Segment Open
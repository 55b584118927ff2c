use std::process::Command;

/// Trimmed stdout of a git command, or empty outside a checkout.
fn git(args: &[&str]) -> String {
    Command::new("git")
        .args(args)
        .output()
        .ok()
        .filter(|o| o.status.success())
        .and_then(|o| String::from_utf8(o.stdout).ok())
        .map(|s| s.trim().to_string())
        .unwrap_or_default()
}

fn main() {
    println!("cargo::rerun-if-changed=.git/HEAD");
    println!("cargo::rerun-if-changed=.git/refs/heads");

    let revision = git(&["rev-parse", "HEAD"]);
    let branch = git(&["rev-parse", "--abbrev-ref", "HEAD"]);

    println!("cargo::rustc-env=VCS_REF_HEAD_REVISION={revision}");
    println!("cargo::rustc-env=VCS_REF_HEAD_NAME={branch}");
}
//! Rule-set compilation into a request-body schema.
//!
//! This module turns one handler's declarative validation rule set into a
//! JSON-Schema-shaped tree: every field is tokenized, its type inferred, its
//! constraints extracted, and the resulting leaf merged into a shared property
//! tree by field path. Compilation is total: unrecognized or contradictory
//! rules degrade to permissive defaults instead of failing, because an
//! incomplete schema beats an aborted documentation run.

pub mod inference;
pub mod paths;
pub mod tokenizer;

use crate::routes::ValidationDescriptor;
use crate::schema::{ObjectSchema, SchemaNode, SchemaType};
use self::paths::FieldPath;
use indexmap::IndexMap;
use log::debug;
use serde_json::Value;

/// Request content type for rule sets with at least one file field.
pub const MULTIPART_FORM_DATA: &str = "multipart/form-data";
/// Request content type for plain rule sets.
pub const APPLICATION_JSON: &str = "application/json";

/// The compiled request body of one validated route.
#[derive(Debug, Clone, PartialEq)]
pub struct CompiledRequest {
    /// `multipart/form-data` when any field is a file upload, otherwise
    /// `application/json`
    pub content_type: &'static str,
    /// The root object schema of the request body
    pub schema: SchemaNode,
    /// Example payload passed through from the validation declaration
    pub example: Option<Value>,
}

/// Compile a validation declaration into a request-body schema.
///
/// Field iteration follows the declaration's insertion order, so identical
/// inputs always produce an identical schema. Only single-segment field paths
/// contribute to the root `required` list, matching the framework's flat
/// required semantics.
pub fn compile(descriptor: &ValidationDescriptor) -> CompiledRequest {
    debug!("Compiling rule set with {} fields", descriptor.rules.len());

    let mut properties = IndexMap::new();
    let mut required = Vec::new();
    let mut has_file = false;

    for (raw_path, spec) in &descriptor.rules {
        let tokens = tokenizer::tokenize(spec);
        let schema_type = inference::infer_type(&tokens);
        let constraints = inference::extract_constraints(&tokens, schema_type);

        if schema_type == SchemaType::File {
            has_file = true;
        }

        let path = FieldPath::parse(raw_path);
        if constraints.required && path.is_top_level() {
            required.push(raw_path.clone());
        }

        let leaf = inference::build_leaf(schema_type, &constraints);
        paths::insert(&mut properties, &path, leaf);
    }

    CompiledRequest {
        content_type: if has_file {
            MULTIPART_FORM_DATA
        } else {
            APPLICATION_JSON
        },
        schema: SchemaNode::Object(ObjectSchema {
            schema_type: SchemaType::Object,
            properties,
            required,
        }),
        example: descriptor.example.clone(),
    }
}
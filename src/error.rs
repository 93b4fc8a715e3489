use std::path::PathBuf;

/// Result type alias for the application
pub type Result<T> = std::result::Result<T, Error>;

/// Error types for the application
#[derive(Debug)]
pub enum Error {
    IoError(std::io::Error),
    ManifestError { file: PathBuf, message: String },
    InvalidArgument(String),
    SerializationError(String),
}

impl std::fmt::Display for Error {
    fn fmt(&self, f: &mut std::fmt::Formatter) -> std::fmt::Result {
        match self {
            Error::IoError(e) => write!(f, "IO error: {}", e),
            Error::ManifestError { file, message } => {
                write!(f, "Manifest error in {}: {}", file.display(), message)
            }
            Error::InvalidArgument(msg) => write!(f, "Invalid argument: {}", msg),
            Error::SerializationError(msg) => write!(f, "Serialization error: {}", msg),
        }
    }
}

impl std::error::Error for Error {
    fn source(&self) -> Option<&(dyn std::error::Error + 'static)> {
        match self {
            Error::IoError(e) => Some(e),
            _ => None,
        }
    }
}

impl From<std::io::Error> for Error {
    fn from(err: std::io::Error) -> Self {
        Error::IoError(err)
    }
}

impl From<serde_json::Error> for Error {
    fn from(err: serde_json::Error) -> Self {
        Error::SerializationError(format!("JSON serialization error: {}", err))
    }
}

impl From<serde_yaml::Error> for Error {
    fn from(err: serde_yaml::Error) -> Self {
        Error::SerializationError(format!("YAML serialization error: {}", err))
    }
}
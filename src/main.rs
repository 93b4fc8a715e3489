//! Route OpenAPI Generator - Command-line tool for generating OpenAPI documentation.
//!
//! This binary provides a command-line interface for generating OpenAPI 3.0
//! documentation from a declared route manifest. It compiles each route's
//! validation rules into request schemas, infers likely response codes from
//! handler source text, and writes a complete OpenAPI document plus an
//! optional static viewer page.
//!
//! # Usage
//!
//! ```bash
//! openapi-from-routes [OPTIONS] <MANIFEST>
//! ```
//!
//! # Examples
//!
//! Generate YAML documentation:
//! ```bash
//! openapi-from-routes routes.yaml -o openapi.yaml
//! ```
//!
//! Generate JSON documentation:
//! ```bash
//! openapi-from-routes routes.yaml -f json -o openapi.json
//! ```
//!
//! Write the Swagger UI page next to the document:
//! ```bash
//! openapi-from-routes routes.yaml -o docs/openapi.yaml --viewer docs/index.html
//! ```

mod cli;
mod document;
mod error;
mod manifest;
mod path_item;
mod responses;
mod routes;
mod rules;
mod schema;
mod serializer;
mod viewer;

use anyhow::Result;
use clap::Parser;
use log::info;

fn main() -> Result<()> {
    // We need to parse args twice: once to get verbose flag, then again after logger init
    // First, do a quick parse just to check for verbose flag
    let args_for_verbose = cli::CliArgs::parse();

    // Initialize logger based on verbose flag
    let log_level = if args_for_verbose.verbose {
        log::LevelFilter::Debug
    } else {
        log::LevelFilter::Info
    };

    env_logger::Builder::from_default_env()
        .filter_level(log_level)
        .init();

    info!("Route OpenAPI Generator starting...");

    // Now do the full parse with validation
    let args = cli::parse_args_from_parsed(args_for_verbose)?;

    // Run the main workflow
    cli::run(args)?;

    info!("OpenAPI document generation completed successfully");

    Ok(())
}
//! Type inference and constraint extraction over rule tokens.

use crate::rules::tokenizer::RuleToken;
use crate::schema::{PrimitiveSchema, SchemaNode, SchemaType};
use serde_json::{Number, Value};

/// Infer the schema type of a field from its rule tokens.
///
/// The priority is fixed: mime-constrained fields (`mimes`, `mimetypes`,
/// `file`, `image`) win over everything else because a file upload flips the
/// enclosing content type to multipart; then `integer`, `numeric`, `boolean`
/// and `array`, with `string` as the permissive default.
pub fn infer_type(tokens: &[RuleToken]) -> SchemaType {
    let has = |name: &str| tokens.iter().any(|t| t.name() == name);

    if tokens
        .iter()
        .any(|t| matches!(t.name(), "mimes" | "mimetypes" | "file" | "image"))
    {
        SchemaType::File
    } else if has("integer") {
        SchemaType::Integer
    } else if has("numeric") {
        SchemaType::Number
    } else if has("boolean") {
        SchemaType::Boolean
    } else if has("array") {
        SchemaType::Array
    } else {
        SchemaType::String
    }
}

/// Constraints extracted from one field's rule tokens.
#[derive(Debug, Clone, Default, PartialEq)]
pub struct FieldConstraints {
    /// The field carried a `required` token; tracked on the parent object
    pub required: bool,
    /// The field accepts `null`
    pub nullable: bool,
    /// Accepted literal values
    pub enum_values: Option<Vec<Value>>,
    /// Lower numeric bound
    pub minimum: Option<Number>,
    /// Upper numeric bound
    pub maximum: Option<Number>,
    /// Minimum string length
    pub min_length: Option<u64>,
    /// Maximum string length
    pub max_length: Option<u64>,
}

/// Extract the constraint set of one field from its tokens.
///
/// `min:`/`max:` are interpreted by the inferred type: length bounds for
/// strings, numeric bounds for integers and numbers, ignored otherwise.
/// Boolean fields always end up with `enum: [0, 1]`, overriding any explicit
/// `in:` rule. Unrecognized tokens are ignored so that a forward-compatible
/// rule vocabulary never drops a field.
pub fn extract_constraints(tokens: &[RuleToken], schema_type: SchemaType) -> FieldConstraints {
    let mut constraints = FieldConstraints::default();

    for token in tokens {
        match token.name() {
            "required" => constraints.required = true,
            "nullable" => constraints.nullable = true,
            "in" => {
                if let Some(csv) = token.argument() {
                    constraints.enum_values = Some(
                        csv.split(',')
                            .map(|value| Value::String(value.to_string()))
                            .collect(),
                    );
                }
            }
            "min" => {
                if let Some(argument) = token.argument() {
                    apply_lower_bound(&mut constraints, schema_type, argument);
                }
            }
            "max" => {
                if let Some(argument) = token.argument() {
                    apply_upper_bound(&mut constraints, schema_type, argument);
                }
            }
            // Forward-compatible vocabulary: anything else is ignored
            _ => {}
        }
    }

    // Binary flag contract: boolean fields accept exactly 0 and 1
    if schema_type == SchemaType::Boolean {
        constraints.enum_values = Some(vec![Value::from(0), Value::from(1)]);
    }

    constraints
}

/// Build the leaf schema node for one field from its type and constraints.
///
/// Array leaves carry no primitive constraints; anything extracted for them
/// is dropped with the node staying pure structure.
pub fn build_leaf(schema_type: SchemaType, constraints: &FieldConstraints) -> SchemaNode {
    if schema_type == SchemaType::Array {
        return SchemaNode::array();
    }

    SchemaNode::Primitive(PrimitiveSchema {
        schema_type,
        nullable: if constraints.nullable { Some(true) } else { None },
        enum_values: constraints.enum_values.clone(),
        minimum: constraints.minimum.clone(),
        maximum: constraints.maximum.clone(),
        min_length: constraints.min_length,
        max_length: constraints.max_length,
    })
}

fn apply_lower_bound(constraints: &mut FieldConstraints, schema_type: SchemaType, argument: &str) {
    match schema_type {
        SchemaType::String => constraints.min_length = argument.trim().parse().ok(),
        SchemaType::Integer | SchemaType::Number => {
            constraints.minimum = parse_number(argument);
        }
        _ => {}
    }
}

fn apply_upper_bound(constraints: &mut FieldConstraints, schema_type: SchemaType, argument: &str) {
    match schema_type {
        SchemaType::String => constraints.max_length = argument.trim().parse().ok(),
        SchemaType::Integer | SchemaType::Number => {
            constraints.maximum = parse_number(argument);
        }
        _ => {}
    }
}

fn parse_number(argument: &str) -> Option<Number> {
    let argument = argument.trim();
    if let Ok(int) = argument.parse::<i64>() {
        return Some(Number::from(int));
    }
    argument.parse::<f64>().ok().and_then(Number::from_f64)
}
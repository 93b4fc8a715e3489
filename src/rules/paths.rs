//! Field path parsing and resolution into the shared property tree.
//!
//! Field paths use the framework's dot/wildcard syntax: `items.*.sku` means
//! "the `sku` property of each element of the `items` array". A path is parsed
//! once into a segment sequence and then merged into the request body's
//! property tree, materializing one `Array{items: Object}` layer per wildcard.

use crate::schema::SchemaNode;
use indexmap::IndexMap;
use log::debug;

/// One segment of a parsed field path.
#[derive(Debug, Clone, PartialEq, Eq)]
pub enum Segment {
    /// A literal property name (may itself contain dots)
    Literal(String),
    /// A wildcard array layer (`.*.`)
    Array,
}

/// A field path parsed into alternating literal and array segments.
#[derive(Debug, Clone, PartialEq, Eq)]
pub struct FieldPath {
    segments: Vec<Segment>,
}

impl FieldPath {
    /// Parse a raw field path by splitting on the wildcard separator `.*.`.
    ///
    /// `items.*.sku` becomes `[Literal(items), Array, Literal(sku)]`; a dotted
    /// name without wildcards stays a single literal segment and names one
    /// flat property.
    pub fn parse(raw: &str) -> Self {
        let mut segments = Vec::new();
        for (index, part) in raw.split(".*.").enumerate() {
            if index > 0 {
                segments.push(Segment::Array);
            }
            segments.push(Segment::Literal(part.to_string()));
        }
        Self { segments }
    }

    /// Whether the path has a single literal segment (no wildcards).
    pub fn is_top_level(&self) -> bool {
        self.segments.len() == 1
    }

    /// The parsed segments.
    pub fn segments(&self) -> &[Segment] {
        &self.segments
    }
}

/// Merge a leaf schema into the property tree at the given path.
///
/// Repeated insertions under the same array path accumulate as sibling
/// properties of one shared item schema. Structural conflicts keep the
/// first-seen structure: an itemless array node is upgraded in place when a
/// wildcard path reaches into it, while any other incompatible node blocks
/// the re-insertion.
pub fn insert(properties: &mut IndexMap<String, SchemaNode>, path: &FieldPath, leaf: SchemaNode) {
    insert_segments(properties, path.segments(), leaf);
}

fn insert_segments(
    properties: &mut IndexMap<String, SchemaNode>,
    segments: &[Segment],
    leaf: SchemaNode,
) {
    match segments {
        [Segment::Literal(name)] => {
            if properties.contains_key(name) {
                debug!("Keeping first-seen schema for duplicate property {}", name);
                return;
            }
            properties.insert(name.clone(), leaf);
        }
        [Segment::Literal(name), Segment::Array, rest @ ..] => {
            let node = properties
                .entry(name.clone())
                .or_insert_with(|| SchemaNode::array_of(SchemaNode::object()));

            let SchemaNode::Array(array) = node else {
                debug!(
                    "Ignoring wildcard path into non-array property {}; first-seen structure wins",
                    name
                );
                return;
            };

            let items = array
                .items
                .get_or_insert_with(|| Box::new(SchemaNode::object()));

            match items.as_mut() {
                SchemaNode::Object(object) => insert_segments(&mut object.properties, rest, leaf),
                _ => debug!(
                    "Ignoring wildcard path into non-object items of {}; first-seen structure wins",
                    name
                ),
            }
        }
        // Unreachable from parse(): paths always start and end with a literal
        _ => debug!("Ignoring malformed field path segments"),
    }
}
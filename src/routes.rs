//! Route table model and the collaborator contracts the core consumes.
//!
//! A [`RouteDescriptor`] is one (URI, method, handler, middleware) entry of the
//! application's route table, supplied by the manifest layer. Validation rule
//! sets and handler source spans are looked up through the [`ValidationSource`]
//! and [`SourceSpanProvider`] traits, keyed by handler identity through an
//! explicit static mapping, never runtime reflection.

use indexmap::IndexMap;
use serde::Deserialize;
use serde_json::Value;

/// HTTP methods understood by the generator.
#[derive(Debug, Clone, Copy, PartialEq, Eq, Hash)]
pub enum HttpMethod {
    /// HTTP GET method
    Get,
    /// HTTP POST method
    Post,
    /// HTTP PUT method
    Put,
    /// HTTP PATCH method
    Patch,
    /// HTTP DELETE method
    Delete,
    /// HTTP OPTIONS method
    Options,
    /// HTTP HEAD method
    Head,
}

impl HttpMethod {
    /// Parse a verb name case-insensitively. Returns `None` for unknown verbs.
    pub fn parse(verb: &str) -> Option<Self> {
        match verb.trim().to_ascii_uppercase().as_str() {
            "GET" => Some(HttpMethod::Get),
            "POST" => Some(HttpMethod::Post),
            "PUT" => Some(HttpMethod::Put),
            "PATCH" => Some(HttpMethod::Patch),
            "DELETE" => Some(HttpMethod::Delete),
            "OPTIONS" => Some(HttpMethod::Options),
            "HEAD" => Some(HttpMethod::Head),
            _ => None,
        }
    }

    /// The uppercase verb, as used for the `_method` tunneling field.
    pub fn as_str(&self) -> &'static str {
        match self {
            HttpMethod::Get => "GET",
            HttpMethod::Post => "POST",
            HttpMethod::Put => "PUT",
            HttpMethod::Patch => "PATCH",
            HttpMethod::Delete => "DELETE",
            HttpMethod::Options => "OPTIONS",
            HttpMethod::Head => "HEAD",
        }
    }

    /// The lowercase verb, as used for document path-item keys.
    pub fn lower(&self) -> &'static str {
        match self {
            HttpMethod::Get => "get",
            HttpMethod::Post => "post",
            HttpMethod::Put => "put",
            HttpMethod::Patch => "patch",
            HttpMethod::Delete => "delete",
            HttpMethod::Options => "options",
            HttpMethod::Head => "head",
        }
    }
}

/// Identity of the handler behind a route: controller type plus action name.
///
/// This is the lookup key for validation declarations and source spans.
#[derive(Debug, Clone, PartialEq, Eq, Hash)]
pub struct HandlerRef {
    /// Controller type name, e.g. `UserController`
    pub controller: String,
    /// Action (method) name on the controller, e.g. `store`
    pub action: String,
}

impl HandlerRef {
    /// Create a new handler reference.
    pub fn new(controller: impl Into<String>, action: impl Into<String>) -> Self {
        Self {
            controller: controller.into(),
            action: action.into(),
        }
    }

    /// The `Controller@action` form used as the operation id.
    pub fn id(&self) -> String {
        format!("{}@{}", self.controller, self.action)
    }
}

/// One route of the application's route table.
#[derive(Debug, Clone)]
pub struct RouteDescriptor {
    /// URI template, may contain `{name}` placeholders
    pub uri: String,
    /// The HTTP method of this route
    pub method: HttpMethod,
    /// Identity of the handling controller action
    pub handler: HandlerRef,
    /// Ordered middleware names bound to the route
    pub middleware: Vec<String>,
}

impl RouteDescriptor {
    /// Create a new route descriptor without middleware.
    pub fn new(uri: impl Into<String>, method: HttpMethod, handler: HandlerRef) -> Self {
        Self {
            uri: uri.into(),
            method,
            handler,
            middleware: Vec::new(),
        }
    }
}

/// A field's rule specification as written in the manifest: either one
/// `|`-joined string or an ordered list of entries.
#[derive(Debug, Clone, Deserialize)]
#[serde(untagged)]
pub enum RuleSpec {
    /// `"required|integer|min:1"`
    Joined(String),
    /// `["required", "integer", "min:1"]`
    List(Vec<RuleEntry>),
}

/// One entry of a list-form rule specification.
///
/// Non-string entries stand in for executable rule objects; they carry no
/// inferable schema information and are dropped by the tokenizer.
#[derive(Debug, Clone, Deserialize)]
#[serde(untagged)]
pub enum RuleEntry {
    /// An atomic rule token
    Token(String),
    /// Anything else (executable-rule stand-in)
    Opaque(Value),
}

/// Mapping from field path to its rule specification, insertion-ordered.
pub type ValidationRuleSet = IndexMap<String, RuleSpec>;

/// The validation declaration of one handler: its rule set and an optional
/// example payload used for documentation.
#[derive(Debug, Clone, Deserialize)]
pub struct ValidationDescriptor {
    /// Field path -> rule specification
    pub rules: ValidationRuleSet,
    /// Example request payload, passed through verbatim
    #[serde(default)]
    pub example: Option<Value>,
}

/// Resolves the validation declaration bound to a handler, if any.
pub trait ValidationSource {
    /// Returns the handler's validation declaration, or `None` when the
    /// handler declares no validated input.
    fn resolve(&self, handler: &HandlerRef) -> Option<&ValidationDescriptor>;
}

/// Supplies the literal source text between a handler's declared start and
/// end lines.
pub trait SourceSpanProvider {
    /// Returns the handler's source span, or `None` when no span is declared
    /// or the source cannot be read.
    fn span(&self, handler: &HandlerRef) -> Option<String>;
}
Segment Closed
- **TRY IT**: Only lines with the word "stand" count here; copy every one from the records.

- **WRITTEN REPLY**:
/// Non-string entries stand in for executable rule objects; they carry no
    /// Anything else (executable-rule stand-in)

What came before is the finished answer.